Josh Harris, the “I Kissed Dating Goodbye” author, recently announced he is divorcing his wife and leaving his faith. Former Hillsong songwriter and worship leader Marty Sampson has disclosed he is “losing” faith (as reported by World Net Daily). What’s going on here?
“Christianity” today is a far cry from what we read in the gospels—and especially in Acts. In the gospels Jesus amazed the people with his teachings and his unprecedented miracles leading them to believe he was actually the Messiah. In Acts his disciples, in obedience to the Great Commission, turned the world upside down and took the vibrant, life-giving gospel to the ends of the known world in a few generations. Time after time, the absolute truth of the gospel was evidenced to both Jews and Gentiles by compelling and unprecedented miraculous healings.
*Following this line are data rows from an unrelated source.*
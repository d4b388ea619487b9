//! Coverage driver setup for the PHP setup script generator.
//!
//! Picks between Xdebug, PCOV, or neither. Installation of the chosen driver
//! goes through the extension resolver; this crate adds the php.ini
//! directive and the commands that disable the other driver.

pub mod configurator;
pub mod disable;
pub mod driver;
pub mod error;

pub use configurator::{COVERAGE_STEP_LABEL, CoverageConfigurator, configure};
pub use disable::{disable_module, scrub_config};
pub use driver::CoverageDriver;
pub use error::{Error, Result};
//! macOS: pecl by default, the shivammathur/extensions tap for brew rows.

use setup_meta::{ScriptContext, Shell};
use setup_script::suppress_output;

use super::{Installation, pecl_extension, run_script, unstable_extension, unsupported};
use crate::policy::{ExtensionStrategy, LoadDirective};
use crate::xdebug::xdebug_release;

pub(super) fn emit(ctx: &ScriptContext, extension: &str, installation: Installation<'_>) -> String {
    let strategy = match installation {
        Installation::Strategy(strategy) => strategy,
        Installation::Unstable(channel) => return unstable_extension(extension, channel),
        Installation::Release(release) => return pecl_extension(extension, release),
    };

    let directive = LoadDirective::for_extension(extension);
    let quiet = suppress_output(Shell::Bash);
    match strategy {
        ExtensionStrategy::Package => {
            format!("add_extension {extension} \"pecl_install {extension}{quiet}\" {directive}")
        }
        ExtensionStrategy::Brew => format!("add_brew_extension {extension} {directive}"),
        ExtensionStrategy::WithLibraries { libraries } => format!(
            "add_extension {extension} \"brew install {libraries}{quiet} && pecl_install {extension}{quiet}\" {directive}"
        ),
        ExtensionStrategy::PinnedRelease { release } => format!(
            "add_extension {extension} \"pecl_install {extension}-{release}{quiet}\" {directive}"
        ),
        ExtensionStrategy::XdebugRelease => format!(
            "add_extension {extension} \"pecl_install {extension}-{}{quiet}\" {directive}",
            xdebug_release(&ctx.version)
        ),
        ExtensionStrategy::Script { script, pass_name } => {
            run_script(ctx, extension, script, *pass_name)
        }
        ExtensionStrategy::Unsupported { requirement } => unsupported(ctx, extension, requirement),
        ExtensionStrategy::Custom { command } => command.clone(),
    }
}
Christianity today, however, is anything but—it has devolved into “Churchianity.” For some (but of course not all) it has become a Sunday after Sunday “rah-rah” ritual devoid of real meaning for their lives. For them it is not the life-transforming, life-giving personal relationship with the Messiah Jesus Christ that it is meant to be. The supernatural so evident through the disciples in Acts is largely missing—neatly explained away by cessationism and the “description vs. prescription” argument. For some therefore Christianity has become a “religion”—one of several from which to choose if needed. It is therefore entirely optional, and not a few are forsaking it.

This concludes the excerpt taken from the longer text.